Survey designs — weights, strata, and clusters¶
Complex surveys sample with unequal probabilities, stratification, and clustering. Ignore them and you get two distinct failures:
Wrong point estimate — when the sampling weights are informative, the sample no longer looks like the population, so an unweighted average is biased.
Wrong standard error — clustering makes observations within a cluster correlated, so the naïve SE (which assumes independent draws) is far too small.
This tutorial fixes each problem with pymargins, using a dataset where we can
check our answers against the truth.
The data: California schools¶
We use the California Academic Performance Index (API) data — the canonical
teaching example from R’s survey package. Its advantage over a simulation is
that the entire population is available, so every design-based estimate has a
known target:
apipop— all 6 194 California schools (the population; ground truth).apistrat— a stratified sample of 200 schools. Strata are school type (stype: Elementary / Middle / High); the three types are sampled at different rates, so weightspwvary.apiclus1— a single-stage cluster sample: 15 school districts (dnum) were drawn, then every school in them was taken (183 schools).
import jax
jax.config.update("jax_enable_x64", True)
import numpy as np
import pandas as pd
import statsmodels.api as sm
import statsmodels.formula.api as smf
from pymargins import Margins, SurveyDesign
DATA = "../demos/data"
pop = pd.read_csv(f"{DATA}/apipop.csv")
strat = pd.read_csv(f"{DATA}/apistrat.csv")

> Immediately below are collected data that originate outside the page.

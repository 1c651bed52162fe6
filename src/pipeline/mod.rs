/// Middleware pipeline
///
/// This module contains the dispatch function type, the middleware
/// factory trait and the right-to-left composition that turns an ordered
/// list of middlewares into a single dispatch entry point.

mod dispatch;
mod error;

pub use dispatch::{Dispatch, Middleware, Pipeline, Transformer, compose};
pub use error::DispatchError;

clus = pd.read_csv(f"{DATA}/apiclus1.csv")
print(f"population: {len(pop):>5} schools")
print(f"stratified: {len(strat):>5} schools (strata = school type)")
print(f"cluster: {len(clus):>5} schools in "
f"{clus['dnum'].nunique()} districts")
population: 6194 schools
stratified: 200 schools (strata = school type)
cluster: 183 schools in 15 districts
The target: population truth¶
Because we have the whole population, we can compute the answers a perfect
sample would reproduce. We model the 2000 API score (api00) as a function of
the share of students on subsidized meals (meals, a poverty proxy) and the
share of English-language learners (ell):
TRUTH_MEAN = pop["api00"].mean()
truth_fit = smf.ols("api00 ~ meals + ell", data=pop).fit()
TRUTH_AME = truth_fit.params["meals"]
print(f"population mean api00: {TRUTH_MEAN:7.2f}")
print(f"population slope on meals: {TRUTH_AME:7.3f}")
population mean api00: 664.71
population slope on meals: -2.963
Keep these two numbers in mind: a good survey estimate should land near them.
1. Weights correct bias¶
The stratified sample deliberately oversamples the rarer school types so that Middle and High schools are well represented. Compare the population mix to the sample mix:
mix = pd.DataFrame({
"population %": 100 * pop["stype"].value_counts(normalize=True),
"sample %": 100 * strat["stype"].value_counts(normalize=True),
"weight pw": strat.groupby("stype")["pw"].first(),
}).round(1)
print(mix)
population % sample % weight pw
stype
E 71.4 50.0 44.2
H 12.2 25.0 15.1
M 16.4 25.0 20.4
Elementary schools are 71 % of the population but only 50 % of the sample, so
each sampled elementary school stands in for many more schools (a larger
pw). An unweighted average over-counts the oversampled Middle/High schools
and is biased; weighting by pw undoes the distortion:
unweighted = strat["api00"].mean()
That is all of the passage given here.